Le 4 octobre, nous gagnerons tous. La victoire de la Calédonie, ce sera aussi la victoire de la Polynésie.


"Je regrette sincèrement de ne pas être des vôtres pour cette campagne du référendum du 4 octobre", lance Oscar Temaru pour débuter un message vidéo daté du 18 septembre, évoquant les restrictions liées au coronavirus. En 2018, le leader indépendantiste polynésien s'était rendu sur le Caillou. L'ancien président de la Polynésie réaffirme sa "solidarité" et son "soutien" aux indépendantistes "pour ce référendum, en pensant aux martyrs, à tous ceux qui sont morts pour ce combat, pour cette lutte", évoquant notamment Jean-Marie Tjibaou, leader kanak assassiné un an après la prise d'otages sanglante de la grotte d'Ouvéa. 
Oscar Temaru

"Si le 4 octobre, les résultats sont positifs, la Nouvelle-Calédonie, ce nouvel Etat, continuera à négocier des accords de coopération avec la France, partenaire historique. La France, qui devra assumer ses responsabilités, ses obligations morales après l'accession de cet Etat à la plein souveraineté", prédit Oscar Temaru. "Si on veut que la Nouvelle-Calédonie demain soit un pays prospère, un pays où il fait bon vivre ensemble, avec toutes les communautés (...), c'est ensemble que nous devons construire l'avenir de ce magnifique pays qu'est la Nouvelle-Calédonie."
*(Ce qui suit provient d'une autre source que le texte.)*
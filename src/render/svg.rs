//! Scene to SVG compilation.
//!
//! Every element is emitted in world coordinates with the view origin at the canvas center.
//! Opacity nests through `<g>` groups so it multiplies down the tree like the scene does.

use crate::{
    color::model::Color,
    foundation::{
        core::{Point, Vec2},
        error::{RecalcError, RecalcResult},
    },
    scene::model::{CircleShape, ElementId, ElementKind, LineShape, RectShape, Scene, TextShape},
};

/// Compile the current state of `scene` into a standalone SVG document.
pub fn scene_to_svg(scene: &Scene) -> RecalcResult<String> {
    let canvas = scene.canvas();
    let (w, h) = (f64::from(canvas.width), f64::from(canvas.height));

    let mut doc = SvgDoc::default();
    doc.element(scene, scene.root())?;

    let mut out = String::with_capacity(doc.body.len() + doc.defs.len() + 256);
    out.push_str(&format!(
        r#"<svg xmlns="http://www.w3.org/2000/svg" width="{}" height="{}" viewBox="{} {} {} {}">"#,
        canvas.width,
        canvas.height,
        num(-w / 2.0),
        num(-h / 2.0),
        num(w),
        num(h),
    ));
    if !doc.defs.is_empty() {
        out.push_str("<defs>");
        out.push_str(&doc.defs);
        out.push_str("</defs>");
    }
    out.push_str(&doc.body);
    out.push_str("</svg>");
    Ok(out)
}

#[derive(Default)]
struct SvgDoc {
    defs: String,
    body: String,
    filters: usize,
}

impl SvgDoc {
    fn element(&mut self, scene: &Scene, id: ElementId) -> RecalcResult<()> {
        let el = scene.element(id)?;
        let opacity = scene.number(el.opacity)?.clamp(0.0, 1.0);
        if opacity <= 0.0 {
            return Ok(());
        }

        let grouped = opacity < 1.0;
        if grouped {
            self.body
                .push_str(&format!(r#"<g opacity="{}">"#, num(opacity)));
        }

        let at = finite_vec(scene.world_position(id)?, id)?;
        match &el.kind {
            ElementKind::Group => {}
            ElementKind::Rect(r) => self.rect(scene, r, at)?,
            ElementKind::Circle(c) => self.circle(scene, c, at, id)?,
            ElementKind::Text(t) => self.text(scene, t, at)?,
            ElementKind::Line(l) => {
                let origin = match el.parent() {
                    Some(p) => scene.world_position(p)?,
                    None => Vec2::ZERO,
                };
                let points = scene
                    .line_points(id)?
                    .into_iter()
                    .map(|p| finite_point(p + origin, id))
                    .collect::<RecalcResult<Vec<_>>>()?;
                self.line(scene, l, &points)?;
            }
        }

        for child in el.children() {
            self.element(scene, *child)?;
        }
        if grouped {
            self.body.push_str("</g>");
        }
        Ok(())
    }

    fn rect(&mut self, scene: &Scene, r: &RectShape, at: Vec2) -> RecalcResult<()> {
        let Some(fill) = r.fill.as_ref() else {
            return Ok(());
        };
        let fill = scene.color(fill)?;
        self.body.push_str(&format!(
            r#"<rect x="{}" y="{}" width="{}" height="{}"{}/>"#,
            num(at.x - r.size.x / 2.0),
            num(at.y - r.size.y / 2.0),
            num(r.size.x),
            num(r.size.y),
            paint("fill", fill),
        ));
        Ok(())
    }

    fn circle(&mut self, scene: &Scene, c: &CircleShape, at: Vec2, id: ElementId) -> RecalcResult<()> {
        let size = scene.number(c.size)?;
        if !size.is_finite() || size <= 0.0 {
            return Ok(());
        }

        let mut attrs = String::new();
        match c.fill.as_ref() {
            Some(fill) => attrs.push_str(&paint("fill", scene.color(fill)?)),
            None => attrs.push_str(r#" fill="none""#),
        }
        if let Some(stroke) = c.stroke.as_ref()
            && c.line_width > 0.0
        {
            attrs.push_str(&paint("stroke", scene.color(stroke)?));
            attrs.push_str(&format!(r#" stroke-width="{}""#, num(c.line_width)));
            if c.stroke_first {
                attrs.push_str(r#" paint-order="stroke""#);
            }
        }

        let blur = scene.number(c.shadow_blur)?;
        if blur.is_finite() && blur > 0.0 {
            let glow = scene.color(&c.shadow_color)?;
            let filter = self.glow_filter(blur, glow, id);
            attrs.push_str(&format!(r#" filter="url(#{filter})""#));
        }

        self.body.push_str(&format!(
            r#"<circle cx="{}" cy="{}" r="{}"{attrs}/>"#,
            num(at.x),
            num(at.y),
            num(size / 2.0),
        ));
        Ok(())
    }

    fn glow_filter(&mut self, blur: f64, color: Color, id: ElementId) -> String {
        let name = format!("glow-{}-{}", id.0, self.filters);
        self.filters += 1;
        let [r, g, b] = color.rgb().map(|c| c as u8);
        self.defs.push_str(&format!(
            concat!(
                r#"<filter id="{name}" x="-200%" y="-200%" width="500%" height="500%">"#,
                r##"<feDropShadow dx="0" dy="0" stdDeviation="{sd}" flood-color="#{r:02x}{g:02x}{b:02x}" flood-opacity="{a}"/>"##,
                "</filter>"
            ),
            name = name,
            sd = num(blur / 2.0),
            r = r,
            g = g,
            b = b,
            a = num(color.alpha()),
        ));
        name
    }

    fn text(&mut self, scene: &Scene, t: &TextShape, at: Vec2) -> RecalcResult<()> {
        let text = scene.text(&t.text)?;
        if text.is_empty() {
            return Ok(());
        }
        let fill = scene.color(&t.fill)?;
        self.body.push_str(&format!(
            r#"<text x="{}" y="{}" font-family="{}" font-size="{}" font-weight="{}" text-anchor="middle" dominant-baseline="central"{}>{}</text>"#,
            num(at.x),
            num(at.y),
            escape(&t.font_family),
            num(t.font_size),
            t.font_weight,
            paint("fill", fill),
            escape(&text),
        ));
        Ok(())
    }

    fn line(&mut self, scene: &Scene, l: &LineShape, points: &[Point]) -> RecalcResult<()> {
        if points.len() < 2 || l.line_width <= 0.0 {
            return Ok(());
        }
        let stroke = scene.color(&l.stroke)?;

        let mut shaft = points.to_vec();
        let mut head = None;
        if l.end_arrow && l.arrow_size > 0.0 {
            let n = shaft.len();
            let tip = shaft[n - 1];
            let dir = tip - shaft[n - 2];
            let len = dir.hypot();
            if len > f64::EPSILON {
                let dir = dir / len;
                let size = l.arrow_size.min(len);
                let base = tip - dir * size;
                let side = Vec2::new(-dir.y, dir.x) * (size / 2.0);
                shaft[n - 1] = base;
                head = Some([tip, base + side, base - side]);
            }
        }

        self.body.push_str(&format!(
            r#"<polyline points="{}" fill="none"{} stroke-width="{}" stroke-linecap="round" stroke-linejoin="round"/>"#,
            point_list(&shaft),
            paint("stroke", stroke),
            num(l.line_width),
        ));
        if let Some(head) = head {
            self.body.push_str(&format!(
                r#"<polygon points="{}"{}/>"#,
                point_list(&head),
                paint("fill", stroke),
            ));
        }
        Ok(())
    }
}

fn paint(attr: &str, color: Color) -> String {
    let [r, g, b] = color.rgb().map(|c| c as u8);
    let mut out = format!(r##" {attr}="#{r:02x}{g:02x}{b:02x}""##);
    if color.alpha() < 1.0 {
        out.push_str(&format!(r#" {attr}-opacity="{}""#, num(color.alpha())));
    }
    out
}

fn point_list(points: &[Point]) -> String {
    points
        .iter()
        .map(|p| format!("{},{}", num(p.x), num(p.y)))
        .collect::<Vec<_>>()
        .join(" ")
}

fn num(v: f64) -> String {
    let s = format!("{v:.3}");
    let s = s.trim_end_matches('0').trim_end_matches('.');
    if s == "-0" { "0".to_string() } else { s.to_string() }
}

fn escape(s: &str) -> String {
    let mut out = String::with_capacity(s.len());
    for ch in s.chars() {
        match ch {
            '&' => out.push_str("&amp;"),
            '<' => out.push_str("&lt;"),
            '>' => out.push_str("&gt;"),
            '"' => out.push_str("&quot;"),
            '\'' => out.push_str("&apos;"),
            _ => out.push(ch),
        }
    }
    out
}

fn finite_vec(v: Vec2, id: ElementId) -> RecalcResult<Vec2> {
    if v.x.is_finite() && v.y.is_finite() {
        Ok(v)
    } else {
        Err(RecalcError::evaluation(format!(
            "non-finite position for {id:?}"
        )))
    }
}

fn finite_point(p: Point, id: ElementId) -> RecalcResult<Point> {
    Ok(finite_vec(p.to_vec2(), id)?.to_point())
}

#[cfg(test)]
#[path = "../../tests/unit/render/svg.rs"]
mod tests;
► Moetai Brotherson, député polynésien

Ça fait très longtemps qu'on partage cette lutte pour la liberté, pour l'auto-détermination.


Dans une vidéo publiée le 25 septembre, le député de Polynésie rappelle son soutien aux indépendantistes de "Kanaky""Nous, en Polynésie, on est spectateurs, on vous observe de loin, ajoute l'élu rattaché au Tavini Huiraatira No Te Ao Maohi. Nos luttes pour les indépendantistes sont parallèles depuis la nuit des temps." "Ça fait très longtemps qu'on partage cette lutte pour la liberté, pour l'auto-détermination."

Moetai Brotherson évoque d'ores et déjà l'après, "au lendemain de ce deuxième référendum (...) si le 'oui' l'emporte, les loyalistes resteront loyalistes pendant un certain temps, si le 'non' l'emporte, les indépendantistes seront toujours là. La revendication indépendantiste sera toujours là. Il faut apprendre à vivre ensemble, vous le savez mieux que moi." "Il ne s'agit pas d'exclure qui que ce soit, il s'agit de construire ensemble." L'indépendantiste polynésien conclut : "Évidemment, je souhaite que le 'oui' l'emporte et, si possible, très largement."

En 2018, il avait participé à la campagne de terrain pour le "oui" avec les leaders indépendantistes du FLNKS. La situation sanitaire, dit-il, ne lui a pas permis de renouveler l'expérience en 2020.